If we execute the JSON_ARRAYAGG perform towards these ends in a CTE, we see that the duplicate mixtures now look precisely the identical, because of the subscriptions being pressured into an alphabetical order by the ROW_NUMBER perform:

WITH 
subscriptions_ordered AS (
SELECT
customer_id,
subscription,
ROW_NUMBER() OVER(PARTITION BY customer_id ORDER BY subscription) AS alphabetical_order
FROM subscriptions
)
SELECT
customer_id,
JSON_ARRAYAGG(subscription) AS subscriptions
FROM subscriptions_ordered
GROUP BY 1
ORDER BY 2
;

Now all we have to do is add within the grouping CTE following the one executing ROW_NUMBER, and alter the bottom question:

WITH 
subscriptions_ordered AS (
SELECT
customer_id,
subscription,
ROW_NUMBER() OVER(PARTITION BY customer_id ORDER BY subscription) AS alphabetical_order
FROM subscriptions
)
, subscriptions_grouped AS (
SELECT
customer_id,
JSON_ARRAYAGG(subscription) AS subscriptions,
JSON_LENGTH(JSON_ARRAYAGG(subscription)) AS num_subscriptions
FROM subscriptions_ordered
GROUP BY customer_id
)
SELECT
subscriptions,
COUNT(*) AS num_customers,
num_subscriptions
FROM subscriptions_grouped
GROUP BY subscriptions
ORDER BY num_customers DESC
;

This provides not solely precisely distinct mixtures of subscriptions, but additionally the variety of clients who’ve bought these mixtures, and what number of subscriptions comprise every of them:

Voila!

  • We wished to know what number of clients bought totally different mixture of subscriptions, and what number of subscriptions had been in every of these mixtures. This offered two issues: how finest to acquire the latter, and find out how to generate precisely distinct subscription mixtures.

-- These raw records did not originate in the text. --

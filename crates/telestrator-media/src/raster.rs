//! RGBA raster surface
//!
//! A small immediate-mode canvas: paths are collected in user space, mapped
//! through a scale transform and stroked with round caps and joins.

use image::codecs::png::PngEncoder;
use image::{ColorType, ImageEncoder};

use crate::color::Rgba;
use crate::data_uri;
use crate::error::{MediaError, Result};

/// Largest accepted width or height
pub const MAX_SIDE: u32 = 16_384;

/// Largest accepted pixel count (a 64 Mpx, 256 MiB backing store)
pub const MAX_AREA: u64 = 8_192 * 8_192;

/// Byte length of a `width` x `height` RGBA buffer, if it is within limits.
fn buffer_len(width: u32, height: u32) -> Option<usize> {
    if width > MAX_SIDE || height > MAX_SIDE {
        return None;
    }
    let area = u64::from(width) * u64::from(height);
    if area > MAX_AREA {
        return None;
    }
    usize::try_from(area).ok()?.checked_mul(4)
}

/// A full copy of the raster's pixels, as kept by undo history
#[derive(Debug, Clone, PartialEq, Eq)]
pub struct RasterSnapshot {
    pub width: u32,
    pub height: u32,
    pub pixels: Vec<u8>,
}

#[derive(Debug)]
pub struct Raster {
    width: u32,
    height: u32,
    pixels: Vec<u8>,
    scale: (f64, f64),
    /// Subpaths in user space; the last one is open.
    path: Vec<Vec<(f64, f64)>>,
}

impl Raster {
    /// A transparent raster. Sizes past [`MAX_SIDE`] or [`MAX_AREA`] yield
    /// an empty 0x0 raster; use [`Raster::try_new`] to detect that.
    pub fn new(width: u32, height: u32) -> Self {
        Self::try_new(width, height).unwrap_or_else(|e| {
            tracing::warn!("{}, using an empty raster", e);
            Self::blank(0, 0, Vec::new())
        })
    }

    pub fn try_new(width: u32, height: u32) -> Result<Self> {
        let len = buffer_len(width, height).ok_or(MediaError::SurfaceTooLarge { width, height })?;
        Ok(Self::blank(width, height, vec![0; len]))
    }

    fn blank(width: u32, height: u32, pixels: Vec<u8>) -> Self {
        Self {
            width,
            height,
            pixels,
            scale: (1.0, 1.0),
            path: Vec::new(),
        }
    }

    pub fn width(&self) -> u32 {
        self.width
    }

    pub fn height(&self) -> u32 {
        self.height
    }

    pub fn scale(&self) -> (f64, f64) {
        self.scale
    }

    /// Resize the backing store. Like a canvas, this wipes the pixels, the
    /// transform and the current path. An oversized request leaves the
    /// raster untouched.
    pub fn resize(&mut self, width: u32, height: u32) -> Result<()> {
        *self = Self::try_new(width, height)?;
        Ok(())
    }

    pub fn set_scale(&mut self, sx: f64, sy: f64) {
        self.scale = (sx, sy);
    }

    pub fn begin_path(&mut self) {
        self.path.clear();
    }

    pub fn move_to(&mut self, x: f64, y: f64) {
        self.path.push(vec![(x, y)]);
    }

    pub fn line_to(&mut self, x: f64, y: f64) {
        match self.path.last_mut() {
            Some(subpath) => subpath.push((x, y)),
            None => self.path.push(vec![(x, y)]),
        }
    }

    /// End the current subpath; the next `line_to` starts a new one.
    pub fn close_path(&mut self) {
        if let Some(start) = self.path.last().and_then(|s| s.first()).copied() {
            self.path.push(vec![start]);
        }
    }

    /// Stroke every segment of the current path.
    pub fn stroke(&mut self, color: Rgba, line_width: f64) {
        let (sx, sy) = self.scale;
        let radius = (line_width * (sx + sy) / 2.0 / 2.0).max(0.5);
        let segments: Vec<((f64, f64), (f64, f64))> = self
            .path
            .iter()
            .flat_map(|subpath| subpath.windows(2).map(|w| (w[0], w[1])))
            .collect();

        for (a, b) in segments {
            let a = (a.0 * sx, a.1 * sy);
            let b = (b.0 * sx, b.1 * sy);
            self.fill_capsule(a, b, radius, color);
        }
    }

    /// Wipe every pixel to fully transparent.
    pub fn clear(&mut self) {
        self.pixels.fill(0);
    }

    pub fn snapshot(&self) -> RasterSnapshot {
        RasterSnapshot {
            width: self.width,
            height: self.height,
            pixels: self.pixels.clone(),
        }
    }

    /// Copy a snapshot back at the origin, clipped to the current size.
    pub fn restore(&mut self, snapshot: &RasterSnapshot) {
        let cols = self.width.min(snapshot.width) as usize * 4;
        for row in 0..self.height.min(snapshot.height) as usize {
            let dst = row * self.width as usize * 4;
            let src = row * snapshot.width as usize * 4;
            self.pixels[dst..dst + cols].copy_from_slice(&snapshot.pixels[src..src + cols]);
        }
    }

    pub fn pixel(&self, x: u32, y: u32) -> Option<Rgba> {
        if x >= self.width || y >= self.height {
            return None;
        }
        let i = (y as usize * self.width as usize + x as usize) * 4;
        let mut rgba = [0u8; 4];
        rgba.copy_from_slice(&self.pixels[i..i + 4]);
        Some(Rgba(rgba))
    }

    pub fn is_blank(&self) -> bool {
        self.pixels.chunks_exact(4).all(|p| p[3] == 0)
    }

    pub fn to_png(&self) -> Result<Vec<u8>> {
        let mut out = Vec::new();
        PngEncoder::new(&mut out).write_image(
            &self.pixels,
            self.width,
            self.height,
            ColorType::Rgba8,
        )?;
        Ok(out)
    }

    /// Encode as a `data:image/png;base64,...` URI.
    pub fn to_data_uri(&self) -> Result<String> {
        Ok(data_uri::encode("image/png", &self.to_png()?))
    }

    fn fill_capsule(&mut self, a: (f64, f64), b: (f64, f64), radius: f64, color: Rgba) {
        if self.width == 0 || self.height == 0 {
            return;
        }
        let min_x = (a.0.min(b.0) - radius).floor().max(0.0) as i64;
        let min_y = (a.1.min(b.1) - radius).floor().max(0.0) as i64;
        let max_x = ((a.0.max(b.0) + radius).ceil() as i64).min(self.width as i64 - 1);
        let max_y = ((a.1.max(b.1) + radius).ceil() as i64).min(self.height as i64 - 1);

        for y in min_y..=max_y {
            for x in min_x..=max_x {
                let center = (x as f64 + 0.5, y as f64 + 0.5);
                if distance_to_segment(center, a, b) <= radius {
                    self.blend(x as usize, y as usize, color);
                }
            }
        }
    }

    fn blend(&mut self, x: usize, y: usize, color: Rgba) {
        let i = (y * self.width as usize + x) * 4;
        let dst = &mut self.pixels[i..i + 4];
        let src_a = color.alpha() as u32;
        if src_a == 255 {
            dst.copy_from_slice(&color.0);
            return;
        }
        let dst_a = dst[3] as u32;
        let out_a = src_a + dst_a * (255 - src_a) / 255;
        if out_a == 0 {
            return;
        }
        for c in 0..3 {
            let blended = (color.0[c] as u32 * src_a
                + dst[c] as u32 * dst_a * (255 - src_a) / 255)
                / out_a;
            dst[c] = blended as u8;
        }
        dst[3] = out_a as u8;
    }
}

fn distance_to_segment(p: (f64, f64), a: (f64, f64), b: (f64, f64)) -> f64 {
    let (dx, dy) = (b.0 - a.0, b.1 - a.1);
    let len_sq = dx * dx + dy * dy;
    let t = if len_sq == 0.0 {
        0.0
    } else {
        (((p.0 - a.0) * dx + (p.1 - a.1) * dy) / len_sq).clamp(0.0, 1.0)
    };
    let (cx, cy) = (a.0 + t * dx, a.1 + t * dy);
    ((p.0 - cx).powi(2) + (p.1 - cy).powi(2)).sqrt()
}
//! Telestrator drawing client
//!
//! Turns pointer input into strokes on a local raster, replicates them over a
//! low-latency direct channel and pushes throttled raster snapshots over the
//! relay for broadcast.

pub mod error;
pub mod geometry;
pub mod history;
pub mod input;
pub mod relay_client;
pub mod runtime;
pub mod session;
pub mod surface;
pub mod throttle;
pub mod transport;

pub use error::ClientError;
pub use geometry::{Geometry, GeometrySync, Padding};
pub use history::{UndoStack, UndoStep};
pub use input::{InputEvent, InputPhase, PointerKind, Touch};
pub use relay_client::{RelayClient, RelayInbound};
pub use runtime::SessionHandle;
pub use session::{DrawingSession, InputOutcome, Stroke, UndoTrigger};
pub use surface::Surface;
pub use throttle::FrameThrottle;
pub use transport::OutboundChannel;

  • To acquire the variety of subscriptions in every mixture, we selected to go along with one in every of MySQL’s JSON capabilities, JSON_ARRAYAGG. The ensuing aggregation was returned to us as a JSON information sort, permitting us to make use of the JSON_LENGTH perform.

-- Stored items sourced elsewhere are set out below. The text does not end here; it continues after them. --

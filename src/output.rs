//! Data carried between pipeline stages and returned to callers.

use crate::error::PageError;
use crate::geometry::Rect;
use serde::{Deserialize, Serialize};
use std::fmt;

/// Everything extracted from one page.
#[derive(Debug, Clone, Default, PartialEq, Serialize, Deserialize)]
pub struct PageContent {
    /// 1-based page number.
    pub page_num: usize,
    /// Plain text; may be empty.
    pub text: String,
    /// Tables already rendered as Markdown pipe tables.
    pub tables: Vec<String>,
    /// Images on this page that have a bounding box.
    pub images: Vec<ImageLocation>,
}

/// Where an embedded image sits in the document.
#[derive(Debug, Clone, Copy, PartialEq, Serialize, Deserialize)]
pub struct ImageLocation {
    /// 1-based page number.
    pub page: usize,
    pub bbox: Rect,
}

/// Text recovered by OCR from one image region.
#[derive(Debug, Clone, PartialEq, Serialize, Deserialize)]
pub struct ImageText {
    /// Page the image was found on.
    pub page: usize,
    pub text: String,
}

impl fmt::Display for ImageText {
    fn fmt(&self, f: &mut fmt::Formatter<'_>) -> fmt::Result {
        write!(f, "Image text (Page {}):\n{}", self.page, self.text)
    }
}

/// The aggregate passed from extractor to image processor to assembler.
///
/// `pages` and `image_locations` are filled by extraction in page order, and
/// `image_locations` is the concatenation of every page's `images`;
/// `image_texts` is appended by the image processor, which must run before
/// the document is assembled.
#[derive(Debug, Clone, Default, PartialEq, Serialize, Deserialize)]
pub struct DocumentContent {
    pub pages: Vec<PageContent>,
    pub image_locations: Vec<ImageLocation>,
    pub image_texts: Vec<ImageText>,
}

/// Metadata about the source PDF document.
#[derive(Debug, Clone, Default, PartialEq, Serialize, Deserialize)]
pub struct DocumentMetadata {
    pub title: Option<String>,
    pub author: Option<String>,
    pub subject: Option<String>,
    pub creator: Option<String>,
    pub producer: Option<String>,
    pub creation_date: Option<String>,
    pub modification_date: Option<String>,
    pub page_count: usize,
    pub pdf_version: String,
}

/// Conversion statistics.
#[derive(Debug, Clone, Default, PartialEq, Serialize, Deserialize)]
pub struct ConversionStats {
    pub total_pages: usize,
    pub extracted_pages: usize,
    pub failed_pages: usize,
    pub tables: usize,
    /// Font-size blocks found by layout segmentation across all pages.
    pub text_blocks: usize,
    pub image_locations: usize,
    pub image_texts: usize,
    pub rasterised_pages: usize,
    pub extraction_duration_ms: u64,
    pub ocr_duration_ms: u64,
    pub total_duration_ms: u64,
}

/// The complete result of a conversion.
#[derive(Debug, Clone, Serialize, Deserialize)]
pub struct ConversionOutput {
    /// The assembled Markdown document.
    pub markdown: String,
    pub content: DocumentContent,
    pub metadata: DocumentMetadata,
    /// Pages and image regions that were skipped, in encounter order.
    pub page_errors: Vec<PageError>,
    pub stats: ConversionStats,
}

  • We then wanted to drive the ordering of values contained in the JSON array in order that duplicate mixtures didn’t mistakenly seem distinct. To do that, we used the window perform ROW_NUMBER in a CTE previous to the bottom question, partitioning by buyer ID and ordering the subscriptions alphabetically (in ascending order).

  • This finally allowed us to combination as much as precisely distinct mixtures of subscriptions; and with this we had been ready to make use of a easy COUNT perform to see what number of clients had bought every mixture.